We stayed on this one last year, I believe you can book a spot, take a long lead maybe 2 if you want EHU as some are a good distance, also Euro adapter on some of the boxes, 150 mtrs to the local tram straight into the Dom 10 mins or you can stroll along the Rhine 30mins, or cycle 15min
You have 6 markets in Koln all differently themed

It is not obvious as the stellplatz is down a small driveway behind the coach/ car park with the hotel on your left as you go down about 50mtrs, some stayed overnight on there and moved on in morning, water and dump as you enter driveway

Chris


----------



## neilbes (Oct 16, 2006)

tommytli said:


> hi when we went last year we stayed here http://translate.google.co.uk/trans...gne+camping&hl=en&rlz=1T4GGLL_en-GBGB321GB321
> 
> from there you catch a bus 134 (i think) then get on the tube, it takes around 15mins in total to get to the main market the dom,


i have just phoned this site and they said they do not take bookings
just turn up and it will be ok.
did you book tommytli?
going 29 dec-jan 2 do you think this will be ok?

thanks 
Neil


----------



## tommytli (Aug 7, 2008)

neilbes said:


> tommytli said:
> 
> 
> > hi when we went last year we stayed here http://translate.google.co.uk/trans...gne+camping&hl=en&rlz=1T4GGLL_en-GBGB321GB321
> ...


hi neil just replied to your msg, we just turned up and there was plenty of space there, i think the site told us the same, that they didnt take bookings.


----------



## Zozzer (Aug 13, 2006)

ICDSUN said:


> gaspode said:
> 
> 
> > This one looks convenient - and cheap:
> ...


How long did you stay at Rheil ? In July and again August they had a 48hour maximum stay. Is this relaxed any at Xmas ?

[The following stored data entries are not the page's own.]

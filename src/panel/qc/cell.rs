//! Locale-tolerant parsing of raw spreadsheet cells.
//!
//! Every parser here degrades malformed input to `None` instead of failing,
//! so the rules downstream only ever see typed values or absence.

use serde::{Deserialize, Serialize};

/// Placeholder strings that stand for missing data, compared after trimming
/// and lower-casing.
pub const NULL_TOKENS: &[&str] = &[
    "", "-", "na", "n/a", "null", "none", "thiếu", "thieu", "nan",
];

/// A cell as delivered by a spreadsheet, CSV export or query result.
#[derive(Debug, Clone, PartialEq, Serialize, Deserialize)]
#[serde(untagged)]
pub enum RawCell {
    /// Blank cell or SQL `NULL`.
    Empty,
    /// Boolean cell; counts as 1 or 0 when read as a number.
    Bool(bool),
    /// Numeric cell already typed by the source.
    Number(f64),
    /// Free text, including numbers stored as text.
    Text(String),
}

impl RawCell {
    /// Shorthand for a text cell.
    pub fn text(value: impl Into<String>) -> Self {
        RawCell::Text(value.into())
    }
}

impl From<&str> for RawCell {
    fn from(value: &str) -> Self {
        RawCell::Text(value.to_string())
    }
}

impl From<String> for RawCell {
    fn from(value: String) -> Self {
        RawCell::Text(value)
    }
}

impl From<f64> for RawCell {
    fn from(value: f64) -> Self {
        RawCell::Number(value)
    }
}

impl From<i64> for RawCell {
    fn from(value: i64) -> Self {
        RawCell::Number(value as f64)
    }
}

impl From<Option<f64>> for RawCell {
    fn from(value: Option<f64>) -> Self {
        value.map_or(RawCell::Empty, RawCell::Number)
    }
}

/// Returns true when `value` is one of the [`NULL_TOKENS`] in any casing.
pub fn is_null_token(value: &str) -> bool {
    let folded = value.trim().to_lowercase();
    NULL_TOKENS.contains(&folded.as_str())
}

/// Returns `None` for blanks, NaN and null-like placeholder text, otherwise
/// the cell itself.
pub fn normalize_null(cell: &RawCell) -> Option<&RawCell> {
    match cell {
        RawCell::Empty => None,
        RawCell::Number(value) if value.is_nan() => None,
        RawCell::Text(value) if is_null_token(value) => None,
        other => Some(other),
    }
}

/// Parses a cell into a float, guessing the thousands and decimal separators.
///
/// The separator appearing last is taken as the decimal point whenever the
/// text is ambiguous. A lone `,` is a decimal comma while a lone `.` is a
/// decimal point, so `"1.234"` reads as 1.234 and not 1234.
///
/// Typed numbers pass through unchanged, except that infinities are treated
/// as null alongside NaN so no rule ever compares against them.
pub fn parse_number(cell: &RawCell) -> Option<f64> {
    match normalize_null(cell)? {
        RawCell::Number(value) => value.is_finite().then_some(*value),
        RawCell::Bool(flag) => Some(if *flag { 1.0 } else { 0.0 }),
        RawCell::Text(text) => parse_number_text(text),
        RawCell::Empty => None,
    }
}

fn parse_number_text(text: &str) -> Option<f64> {
    let cleaned: String = text
        .chars()
        .filter(|c| c.is_ascii_digit() || matches!(c, '-' | '+' | '.' | ','))
        .collect();
    if cleaned.is_empty() {
        return None;
    }

    let dots = cleaned.matches('.').count();
    let commas = cleaned.matches(',').count();

    let canonical = if dots > 0 && commas > 0 {
        let last_dot = cleaned.rfind('.');
        let last_comma = cleaned.rfind(',');
        if last_dot > last_comma {
            cleaned.replace(',', "")
        } else {
            cleaned.replace('.', "").replace(',', ".")
        }
    } else if dots > 1 {
        promote_last_separator(&cleaned, '.')
    } else if commas > 1 {
        promote_last_separator(&cleaned, ',')
    } else if commas == 1 {
        cleaned.replace(',', ".")
    } else {
        cleaned.replace(',', "")
    };

    canonical
        .parse::<f64>()
        .ok()
        .filter(|value| value.is_finite())
}

/// Drops every `separator` except the last, which becomes a `.`.
fn promote_last_separator(text: &str, separator: char) -> String {
    match text.rsplit_once(separator) {
        Some((head, tail)) => {
            let mut joined: String = head.chars().filter(|c| *c != separator).collect();
            joined.push('.');
            joined.push_str(tail);
            joined
        }
        None => text.to_string(),
    }
}

/// Parses a cell as a number and rounds it to the nearest integer.
pub fn parse_integer(cell: &RawCell) -> Option<i64> {
    let value = parse_number(cell)?.round();
    if value < i64::MIN as f64 || value > i64::MAX as f64 {
        return None;
    }
    Some(value as i64)
}

/// Trims and upper-cases a ticker symbol; blank tickers become `None`.
pub fn normalize_ticker(cell: &RawCell) -> Option<String> {
    let raw = match cell {
        RawCell::Empty => return None,
        RawCell::Number(value) if value.is_nan() => return None,
        RawCell::Number(value) => value.to_string(),
        RawCell::Bool(flag) => flag.to_string(),
        RawCell::Text(text) => text.clone(),
    };
    let ticker = raw.trim().to_uppercase();
    (!ticker.is_empty()).then_some(ticker)
}

/// Text content of a non-null cell, trimmed. Numbers are rendered with
/// their shortest representation.
pub fn cell_text(cell: &RawCell) -> Option<String> {
    match normalize_null(cell)? {
        RawCell::Text(text) => Some(text.trim().to_string()),
        RawCell::Number(value) => Some(value.to_string()),
        RawCell::Bool(flag) => Some(flag.to_string()),
        RawCell::Empty => None,
    }
}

We are going there on the 23rd November, we reserved a pitch for two days via the on-line form, and received a confirmation email.


----------



## 96706 (Nov 13, 2005)

Off to Cologne at beginning of December to visit the Christmas Markets (and maybe some business with my German Customer in Duisburg, if Mrs D let's me :wink: ).

Thanks greatly to ICDSUN's help in this move as we were originally thinking of Brugge, but had a change of mind. :lol: 

Anyone else going to be their over the first December weekend?


----------



## tonyt (May 25, 2005)

If you have the time and you fancy the walk, be sure to check out the market in Rudolph Platz. It's one of the smaller ones but has great atmosphere.

Also if you have a spare day, the tram ride into Bonn is quite pleasant and Bonn itself has an interesting market.


----------